Il futuro della grande distribuzione organizzata è sempre più legato all’automazione e alla digitalizzazione dei processi di vendita. Per acquisire nuove quote di mercato e crescere senza farsi schiacciare dai molteplici competitor, l’ammodernamento della rete vendita e la multicanalità sembrano le uniche strategie possibili.

L’ecommerce è dunque la sfida da vincere nei prossimi anni. Ne è certo Giampietro Corbari, amministratore delegato di Pam Panorama che sta lavorando al lancio di un nuovo servizio di vendita online attraverso una piattaforma bifunzionale: sistema ‘click and collect’ per ritirare la merce in negozio ed e-commerce vero e proprio. “Tutti i principali attori della Gdo si stanno cimentando con questo strumento - ha affermato l’amministratore delegato – noi entro tre anni rinnoveremo tutta la rete”. La società ha infatti in cantiere oltre 100 milioni di investimenti da impiegare tanto nella ristrutturazione della rete, quanto nella creazione di 10 nuovi punti vendita. Per Corbari la trasformazione digitale, la sua integrazione nella strategia aziendale e la necessità di investire in piattaforme e competenze digital sono tre corde strette in un solo nodo. Negozio fisico e piattaforma web possono e devono coesistere.

Questa linea di principio è stata abbracciata anche dai supermercati Primo Prezzo del gruppo Carrelli Distribuzione, punto di riferimento in Puglia per una spesa genuina e conveniente. Dal 2016, infatti, I-factory ha lanciato a Bari Primo Prezzo Express: un progetto di Ge Commerce che si adatta ai frenetici ritmi di vita moderni, una piattaforma web che permette di effettuare la spesa online e riceverla gratuitamente a casa. Il supermercato virtuale che i baresi aspettavano, veloce, smart e con un occhio di riguardo per il prodotto locale.

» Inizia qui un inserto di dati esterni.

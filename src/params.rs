use std::fmt;

/// Live-tweakable scene settings. Mutated only through
/// [`ParameterChange`] dispatch; read by the apply-to-scene step.
#[derive(Debug, Clone, PartialEq)]
pub struct SceneParameters {
    pub env_map_intensity: f32,
    pub background_blur: f32,
    pub background_intensity: f32,
    pub bloom_enabled: bool,
    pub bloom_threshold: f32,
    pub bloom_strength: f32,
    pub bloom_radius: f32,
    pub exposure: f32,
}

impl Default for SceneParameters {
    fn default() -> Self {
        Self {
            env_map_intensity: 1.0,
            background_blur: 0.5,
            background_intensity: 1.0,
            bloom_enabled: false,
            bloom_threshold: 0.5,
            bloom_strength: 0.5,
            bloom_radius: 0.0,
            exposure: 1.0,
        }
    }
}

impl SceneParameters {
    /// Exposure as the output pass consumes it. The panel slider is
    /// perceptual; the compositor wants the quartic curve.
    pub fn output_exposure(&self) -> f32 {
        self.exposure.powi(4)
    }
}

/// Panel slider ranges. The panel clamps edits to these, which is why
/// the session applies values without re-validating.
pub mod ranges {
    use std::ops::RangeInclusive;

    pub const ENV_MAP_INTENSITY: RangeInclusive<f32> = 0.0..=4.0;
    pub const BACKGROUND_BLUR: RangeInclusive<f32> = 0.0..=1.0;
    pub const BACKGROUND_INTENSITY: RangeInclusive<f32> = 0.0..=5.0;
    pub const BLOOM_THRESHOLD: RangeInclusive<f32> = 0.0..=1.0;
    pub const BLOOM_STRENGTH: RangeInclusive<f32> = 0.0..=3.0;
    pub const BLOOM_RADIUS: RangeInclusive<f32> = 0.0..=3.0;
    pub const EXPOSURE: RangeInclusive<f32> = 0.0..=3.0;
    pub const TRANSMISSION: RangeInclusive<f32> = 0.0..=1.0;
    pub const ROUGHNESS: RangeInclusive<f32> = 0.0..=1.0;
    pub const THICKNESS: RangeInclusive<f32> = 0.0..=5.0;
    pub const IOR: RangeInclusive<f32> = 1.0..=2.333;
    pub const OPACITY: RangeInclusive<f32> = 0.0..=1.0;
}

/// Optional per-session material overrides. `None` leaves the imported
/// material property untouched; `Some` is written to every mesh whose
/// material carries the property.
#[derive(Debug, Clone, Copy, Default, PartialEq)]
pub struct MaterialTuning {
    pub transmission: Option<f32>,
    pub roughness: Option<f32>,
    pub thickness: Option<f32>,
    pub ior: Option<f32>,
    pub opacity: Option<f32>,
    pub double_sided: Option<bool>,
}

impl MaterialTuning {
    pub fn is_empty(&self) -> bool {
        *self == Self::default()
    }
}

/// One edit coming out of the parameter panel. Every widget emits one of
/// these; the session is the single writer that folds them into
/// [`SceneParameters`] and the scene.
#[derive(Debug, Clone, PartialEq)]
pub enum ParameterChange {
    EnvMapIntensity(f32),
    BackgroundBlur(f32),
    BackgroundIntensity(f32),
    BloomEnabled(bool),
    BloomThreshold(f32),
    BloomStrength(f32),
    BloomRadius(f32),
    Exposure(f32),
    Transmission(Option<f32>),
    Roughness(Option<f32>),
    Thickness(Option<f32>),
    Ior(Option<f32>),
    Opacity(Option<f32>),
    DoubleSided(Option<bool>),
    EnvironmentSelected(String),
}

impl fmt::Display for ParameterChange {
    fn fmt(&self, f: &mut fmt::Formatter<'_>) -> fmt::Result {
        match self {
            ParameterChange::EnvMapIntensity(v) => write!(f, "envMapIntensity={v:.3}"),
            ParameterChange::BackgroundBlur(v) => write!(f, "backgroundBlur={v:.3}"),
            ParameterChange::BackgroundIntensity(v) => write!(f, "backgroundIntensity={v:.3}"),
            ParameterChange::BloomEnabled(v) => write!(f, "bloom={v}"),
            ParameterChange::BloomThreshold(v) => write!(f, "bloomThreshold={v:.3}"),
            ParameterChange::BloomStrength(v) => write!(f, "bloomStrength={v:.3}"),
            ParameterChange::BloomRadius(v) => write!(f, "bloomRadius={v:.3}"),
            ParameterChange::Exposure(v) => write!(f, "exposure={v:.3}"),
            ParameterChange::Transmission(v) => write!(f, "transmission={v:?}"),
            ParameterChange::Roughness(v) => write!(f, "roughness={v:?}"),
            ParameterChange::Thickness(v) => write!(f, "thickness={v:?}"),
            ParameterChange::Ior(v) => write!(f, "ior={v:?}"),
            ParameterChange::Opacity(v) => write!(f, "opacity={v:?}"),
            ParameterChange::DoubleSided(v) => write!(f, "doubleSided={v:?}"),
            ParameterChange::EnvironmentSelected(label) => write!(f, "environment={label}"),
        }
    }
}

#[cfg(test)]
mod tests {
    use super::*;

    #[test]
    fn output_exposure_is_quartic() {
        let mut params = SceneParameters::default();
        params.exposure = 2.0;
        assert_eq!(params.output_exposure(), 16.0);
        params.exposure = 1.0;
        assert_eq!(params.output_exposure(), 1.0);
    }

    #[test]
    fn default_tuning_is_empty() {
        assert!(MaterialTuning::default().is_empty());
        let tuned = MaterialTuning { roughness: Some(0.2), ..Default::default() };
        assert!(!tuned.is_empty());
    }
}
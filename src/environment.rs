use anyhow::{Context, Result};
use glam::{Vec2, Vec3};
use half::f16;
use image::{DynamicImage, ImageReader};
use std::f32::consts::{PI, TAU};
use std::path::{Path, PathBuf};
use std::sync::Arc;

const MAX_MIP_LEVELS: u32 = 8;
const IRRADIANCE_WIDTH: u32 = 64;
const IRRADIANCE_HEIGHT: u32 = 32;
const IRRADIANCE_SAMPLE_COUNT: usize = 64;

/// Linear-light equirectangular image. Background, reflections, and
/// irradiance all derive from one of these.
#[derive(Clone, Debug)]
pub struct EquirectImage {
    pub width: u32,
    pub height: u32,
    pub pixels: Vec<Vec3>,
}

impl EquirectImage {
    fn pixel(&self, x: u32, y: u32) -> Vec3 {
        self.pixels[(y * self.width + x) as usize]
    }

    /// Bilinear lookup along a direction, wrapping in longitude and
    /// clamping at the poles.
    pub fn sample_direction(&self, dir: Vec3) -> Vec3 {
        let d = dir.normalize();
        let theta = d.y.clamp(-1.0, 1.0).acos();
        let phi = d.z.atan2(d.x);
        let u = (phi + PI) / TAU;
        let v = theta / PI;
        let x = u * (self.width as f32 - 1.0);
        let y = v * (self.height as f32 - 1.0);
        let x0 = x.floor();
        let y0 = y.floor();
        let tx = x - x0;
        let ty = y - y0;

        let ix0 = x0.rem_euclid(self.width as f32) as u32;
        let ix1 = (x0 + 1.0).rem_euclid(self.width as f32) as u32;
        let iy0 = y0.clamp(0.0, (self.height - 1) as f32) as u32;
        let iy1 = (y0 + 1.0).clamp(0.0, (self.height - 1) as f32) as u32;

        let c0 = self.pixel(ix0, iy0) * (1.0 - tx) + self.pixel(ix1, iy0) * tx;
        let c1 = self.pixel(ix0, iy1) * (1.0 - tx) + self.pixel(ix1, iy1) * tx;
        c0 * (1.0 - ty) + c1 * ty
    }

    fn downsample(&self) -> EquirectImage {
        let width = (self.width / 2).max(1);
        let height = (self.height / 2).max(1);
        let mut pixels = Vec::with_capacity((width * height) as usize);
        for y in 0..height {
            for x in 0..width {
                let x0 = (x * 2).min(self.width - 1);
                let x1 = (x * 2 + 1).min(self.width - 1);
                let y0 = (y * 2).min(self.height - 1);
                let y1 = (y * 2 + 1).min(self.height - 1);
                let sum = self.pixel(x0, y0) + self.pixel(x1, y0) + self.pixel(x0, y1) + self.pixel(x1, y1);
                pixels.push(sum * 0.25);
            }
        }
        EquirectImage { width, height, pixels }
    }
}

/// Decoded environment plus the derived lookups the renderer samples:
/// a blur mip chain and a small cosine-convolved irradiance map.
#[derive(Clone, Debug)]
pub struct EnvironmentAsset {
    pub label: String,
    pub source: Option<PathBuf>,
    pub levels: Vec<EquirectImage>,
    pub irradiance: EquirectImage,
}

impl EnvironmentAsset {
    pub fn decode(path: impl AsRef<Path>) -> Result<Self> {
        let path = path.as_ref();
        let image = load_equirect(path)?;
        let label = label_from_path(path);
        Ok(Self::from_image(label, Some(path.to_path_buf()), image))
    }

    /// Fallback used when no bundled environment can be fetched: a soft
    /// sky gradient with a single bright patch so reflections stay
    /// readable.
    pub fn generated_default() -> Self {
        let width = 256u32;
        let height = 128u32;
        let mut pixels = Vec::with_capacity((width * height) as usize);
        for y in 0..height {
            let v = y as f32 / (height - 1) as f32;
            for x in 0..width {
                let u = x as f32 / (width - 1) as f32;
                let horizon = (1.0 - (2.0 * (v - 0.5)).abs()).clamp(0.0, 1.0);
                let sky = Vec3::new(0.25, 0.35, 0.6) * (1.0 - v) + Vec3::new(0.65, 0.7, 0.9) * v;
                let sun_dir = Vec2::new(u - 0.2, v - 0.35);
                let sun = (1.0 - sun_dir.length() * 6.0).max(0.0).powf(12.0);
                let ground =
                    Vec3::new(0.08, 0.07, 0.05) * (1.0 - horizon) + Vec3::new(0.2, 0.18, 0.16) * horizon;
                let mut color = sky * (0.6 + 0.4 * horizon) + ground * (1.0 - horizon);
                color += Vec3::new(1.0, 0.9, 0.75) * sun * 8.0;
                pixels.push(color);
            }
        }
        let image = EquirectImage { width, height, pixels };
        Self::from_image("generated".to_string(), None, image)
    }

    fn from_image(label: String, source: Option<PathBuf>, image: EquirectImage) -> Self {
        let irradiance = compute_irradiance(&image);
        let mut levels = vec![image];
        while (levels.len() as u32) < MAX_MIP_LEVELS {
            let last = levels.last().expect("at least the base level");
            if last.width <= 4 || last.height <= 4 {
                break;
            }
            let next = last.downsample();
            levels.push(next);
        }
        Self { label, source, levels, irradiance }
    }

    pub fn base(&self) -> &EquirectImage {
        &self.levels[0]
    }

    pub fn mip_count(&self) -> u32 {
        self.levels.len() as u32
    }
}

/// Display label for a dropped or bundled environment file: the bare
/// file stem, matching what the selector shows.
pub fn label_from_path(path: &Path) -> String {
    path.file_stem()
        .and_then(|s| s.to_str())
        .map(|s| s.to_string())
        .unwrap_or_else(|| path.display().to_string())
}

fn load_equirect(path: &Path) -> Result<EquirectImage> {
    let reader = ImageReader::open(path)
        .with_context(|| format!("Failed to open environment {}", path.display()))?
        .with_guessed_format()
        .with_context(|| format!("Failed to probe environment {}", path.display()))?;
    let dyn_img =
        reader.decode().with_context(|| format!("Failed to decode environment {}", path.display()))?;
    Ok(equirect_from_dynamic(&dyn_img))
}

fn equirect_from_dynamic(image: &DynamicImage) -> EquirectImage {
    let rgb = image.to_rgb32f();
    let width = rgb.width();
    let height = rgb.height();
    let pixels = rgb.pixels().map(|p| Vec3::new(p.0[0], p.0[1], p.0[2])).collect();
    EquirectImage { width, height, pixels }
}

fn compute_irradiance(image: &EquirectImage) -> EquirectImage {
    let width = IRRADIANCE_WIDTH.min(image.width.max(1));
    let height = IRRADIANCE_HEIGHT.min(image.height.max(1));
    let mut pixels = Vec::with_capacity((width * height) as usize);
    for y in 0..height {
        let theta = (y as f32 + 0.5) / height as f32 * PI;
        for x in 0..width {
            let phi = (x as f32 + 0.5) / width as f32 * TAU - PI;
            let normal =
                Vec3::new(theta.sin() * phi.cos(), theta.cos(), theta.sin() * phi.sin()).normalize();
            let mut sum = Vec3::ZERO;
            let mut weight = 0.0f32;
            for sample in 0..IRRADIANCE_SAMPLE_COUNT {
                let xi = hammersley(sample as u32, IRRADIANCE_SAMPLE_COUNT as u32);
                let dir = cosine_sample_hemisphere(normal, xi);
                let n_dot_l = normal.dot(dir).max(0.0);
                if n_dot_l > 0.0 {
                    sum += image.sample_direction(dir) * n_dot_l;
                    weight += n_dot_l;
                }
            }
            pixels.push(if weight > 0.0 { sum / weight } else { Vec3::ZERO });
        }
    }
    EquirectImage { width, height, pixels }
}

fn cosine_sample_hemisphere(normal: Vec3, xi: Vec2) -> Vec3 {
    let r = xi.x.sqrt();
    let theta = TAU * xi.y;
    let local = Vec3::new(r * theta.cos(), r * theta.sin(), (1.0 - xi.x).sqrt());
    let up = if normal.z.abs() < 0.999 { Vec3::Z } else { Vec3::X };
    let tangent = normal.cross(up).normalize();
    let bitangent = normal.cross(tangent);
    tangent * local.x + bitangent * local.y + normal * local.z
}

fn hammersley(i: u32, n: u32) -> Vec2 {
    Vec2::new(i as f32 / n as f32, radical_inverse_vdc(i))
}

fn radical_inverse_vdc(bits: u32) -> f32 {
    let mut b = bits;
    b = (b << 16) | (b >> 16);
    b = ((b & 0x5555_5555) << 1) | ((b & 0xAAAA_AAAA) >> 1);
    b = ((b & 0x3333_3333) << 2) | ((b & 0xCCCC_CCCC) >> 2);
    b = ((b & 0x0F0F_0F0F) << 4) | ((b & 0xF0F0_F0F0) >> 4);
    b = ((b & 0x00FF_00FF) << 8) | ((b & 0xFF00_FF00) >> 8);
    (b as f32) * 2.328_306_4e-10
}

/// GPU-resident environment: an Rgba16Float equirect with the CPU mip
/// chain uploaded level by level, plus the irradiance map.
pub struct EnvironmentGpu {
    _radiance_texture: wgpu::Texture,
    radiance_view: wgpu::TextureView,
    _irradiance_texture: wgpu::Texture,
    irradiance_view: wgpu::TextureView,
    sampler: Arc<wgpu::Sampler>,
    mip_count: u32,
}

impl EnvironmentGpu {
    pub fn new(
        device: &wgpu::Device,
        queue: &wgpu::Queue,
        asset: &EnvironmentAsset,
        sampler: Arc<wgpu::Sampler>,
    ) -> Self {
        let base = asset.base();
        let mip_count = asset.mip_count();
        let radiance_texture = device.create_texture(&wgpu::TextureDescriptor {
            label: Some("Environment Radiance"),
            size: wgpu::Extent3d { width: base.width, height: base.height, depth_or_array_layers: 1 },
            mip_level_count: mip_count,
            sample_count: 1,
            dimension: wgpu::TextureDimension::D2,
            format: wgpu::TextureFormat::Rgba16Float,
            usage: wgpu::TextureUsages::TEXTURE_BINDING | wgpu::TextureUsages::COPY_DST,
            view_formats: &[],
        });
        for (level, image) in asset.levels.iter().enumerate() {
            write_equirect_level(queue, &radiance_texture, level as u32, image);
        }
        let radiance_view = radiance_texture.create_view(&wgpu::TextureViewDescriptor {
            label: Some("Environment Radiance View"),
            base_mip_level: 0,
            mip_level_count: Some(mip_count),
            ..Default::default()
        });

        let irradiance = &asset.irradiance;
        let irradiance_texture = device.create_texture(&wgpu::TextureDescriptor {
            label: Some("Environment Irradiance"),
            size: wgpu::Extent3d {
                width: irradiance.width,
                height: irradiance.height,
                depth_or_array_layers: 1,
            },
            mip_level_count: 1,
            sample_count: 1,
            dimension: wgpu::TextureDimension::D2,
            format: wgpu::TextureFormat::Rgba16Float,
            usage: wgpu::TextureUsages::TEXTURE_BINDING | wgpu::TextureUsages::COPY_DST,
            view_formats: &[],
        });
        write_equirect_level(queue, &irradiance_texture, 0, irradiance);
        let irradiance_view = irradiance_texture.create_view(&wgpu::TextureViewDescriptor {
            label: Some("Environment Irradiance View"),
            ..Default::default()
        });

        Self {
            _radiance_texture: radiance_texture,
            radiance_view,
            _irradiance_texture: irradiance_texture,
            irradiance_view,
            sampler,
            mip_count,
        }
    }

    pub fn create_sampler(device: &wgpu::Device) -> Arc<wgpu::Sampler> {
        Arc::new(device.create_sampler(&wgpu::SamplerDescriptor {
            label: Some("Environment Sampler"),
            address_mode_u: wgpu::AddressMode::Repeat,
            address_mode_v: wgpu::AddressMode::ClampToEdge,
            address_mode_w: wgpu::AddressMode::ClampToEdge,
            mag_filter: wgpu::FilterMode::Linear,
            min_filter: wgpu::FilterMode::Linear,
            mipmap_filter: wgpu::FilterMode::Linear,
            ..Default::default()
        }))
    }

    pub fn radiance_view(&self) -> &wgpu::TextureView {
        &self.radiance_view
    }

    pub fn irradiance_view(&self) -> &wgpu::TextureView {
        &self.irradiance_view
    }

    pub fn sampler(&self) -> &wgpu::Sampler {
        &self.sampler
    }

    pub fn mip_count(&self) -> u32 {
        self.mip_count
    }
}

fn write_equirect_level(queue: &wgpu::Queue, texture: &wgpu::Texture, level: u32, image: &EquirectImage) {
    let mut half_data = Vec::with_capacity(image.pixels.len() * 4);
    for pixel in &image.pixels {
        half_data.push(f16::from_f32(pixel.x).to_bits());
        half_data.push(f16::from_f32(pixel.y).to_bits());
        half_data.push(f16::from_f32(pixel.z).to_bits());
        half_data.push(f16::from_f32(1.0).to_bits());
    }
    queue.write_texture(
        wgpu::TexelCopyTextureInfo {
            texture,
            mip_level: level,
            origin: wgpu::Origin3d::ZERO,
            aspect: wgpu::TextureAspect::All,
        },
        bytemuck::cast_slice(&half_data),
        wgpu::TexelCopyBufferLayout {
            offset: 0,
            bytes_per_row: Some(image.width * 8),
            rows_per_image: Some(image.height),
        },
        wgpu::Extent3d { width: image.width, height: image.height, depth_or_array_layers: 1 },
    );
}

#[cfg(test)]
mod tests {
    use super::*;
    use image::{Rgb, RgbImage};
    use tempfile::tempdir;

    #[test]
    fn label_is_the_file_stem() {
        assert_eq!(label_from_path(Path::new("scenes/Royal Esplanade.hdr")), "Royal Esplanade");
        assert_eq!(label_from_path(Path::new("env.hdr")), "env");
    }

    #[test]
    fn decode_builds_mip_chain_and_irradiance() {
        let dir = tempdir().expect("temp dir");
        let path = dir.path().join("flat.png");
        let mut img = RgbImage::new(64, 32);
        for (_, _, pixel) in img.enumerate_pixels_mut() {
            *pixel = Rgb([128, 64, 200]);
        }
        img.save(&path).expect("save png");

        let asset = EnvironmentAsset::decode(&path).expect("decode");
        assert_eq!(asset.label, "flat");
        assert!(asset.mip_count() > 1);
        for pair in asset.levels.windows(2) {
            assert!(pair[1].width <= pair[0].width);
            assert!(pair[1].height <= pair[0].height);
        }
        assert_eq!(asset.irradiance.width, IRRADIANCE_WIDTH);
        // A constant image convolves to (nearly) itself.
        let base = asset.base().pixel(0, 0);
        let irr = asset.irradiance.pixel(IRRADIANCE_WIDTH / 2, IRRADIANCE_HEIGHT / 2);
        assert!((base - irr).length() < 0.05 * base.length().max(1.0));
    }

    #[test]
    fn generated_default_is_well_formed() {
        let asset = EnvironmentAsset::generated_default();
        assert_eq!(asset.label, "generated");
        assert!(asset.source.is_none());
        assert!(asset.base().pixels.iter().all(|p| p.x >= 0.0 && p.y >= 0.0 && p.z >= 0.0));
    }

    #[test]
    fn sample_direction_wraps_longitude() {
        let asset = EnvironmentAsset::generated_default();
        let a = asset.base().sample_direction(Vec3::new(0.0, 0.0, -1.0));
        assert!(a.x.is_finite() && a.y.is_finite() && a.z.is_finite());
    }
}
//! `From` implementations bridging `station_config` types to `station_core` types.

use crate::model::Thresholds;

impl From<&station_config::ThresholdsCfg> for Thresholds {
    fn from(c: &station_config::ThresholdsCfg) -> Self {
        Self {
            min_pressure: c.min_pressure,
            max_pressure: c.max_pressure,
            max_flow: c.max_flow,
            min_water_level: c.min_water_level,
        }
    }
}

impl From<Thresholds> for station_config::ThresholdsCfg {
    fn from(t: Thresholds) -> Self {
        Self {
            min_pressure: t.min_pressure,
            max_pressure: t.max_pressure,
            max_flow: t.max_flow,
            min_water_level: t.min_water_level,
        }
    }
}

La stessa logica di territorialità e vicinanza al consumatore, “l’e-commerce di prossimità” come lo definisce Marco Bordoli, amministratore delegato del gruppo Crai, è stata seguita dall’azienda con oltre 3.400 punti vendita che nel 2018 ha fatto il suo debutto nel mondo digitale. L’innovazione è senza dubbio il driver dello sviluppo secondo l’ad Crai. Non a caso, creando nuovi format e ristrutturando i negozi più vecchi con soluzione a risparmio energetico, casse veloci e spazi per il fresco take-away, l’azienda ha registrato un incisivo impennamento delle entrate. Ora tutte le risorse sono investite nella rete, l’e-commerce non è un nemico ma un modo innovativo di fare consegne a domicilio, uno strumento utile ad aumentare il bacino di utenze che si affianca al negozio fisico.

Importanti investimenti anche per il gruppo MD, che da un lato ha preventivato l’apertura di 45 negozi l’anno entro il 2021, dall’altro si interesserà al potenziamento della rete. Un investimento complessivo di oltre un miliardo, come ha affermato il fondatore e presidente Patrizio Podini.

L’importanza di questo trend si riflette, naturalmente, sul mercato del lavoro che da qui ai prossimi anni è destinato ad assorbire un numero sempre crescente di figure specializzate non solo nella progettazione del commercio on-line, ma anche nell’analisi dei dati e nella user experience.

La tecnologia dunque non distrugge il lavoro. Lo riqualifica, lo trasforma.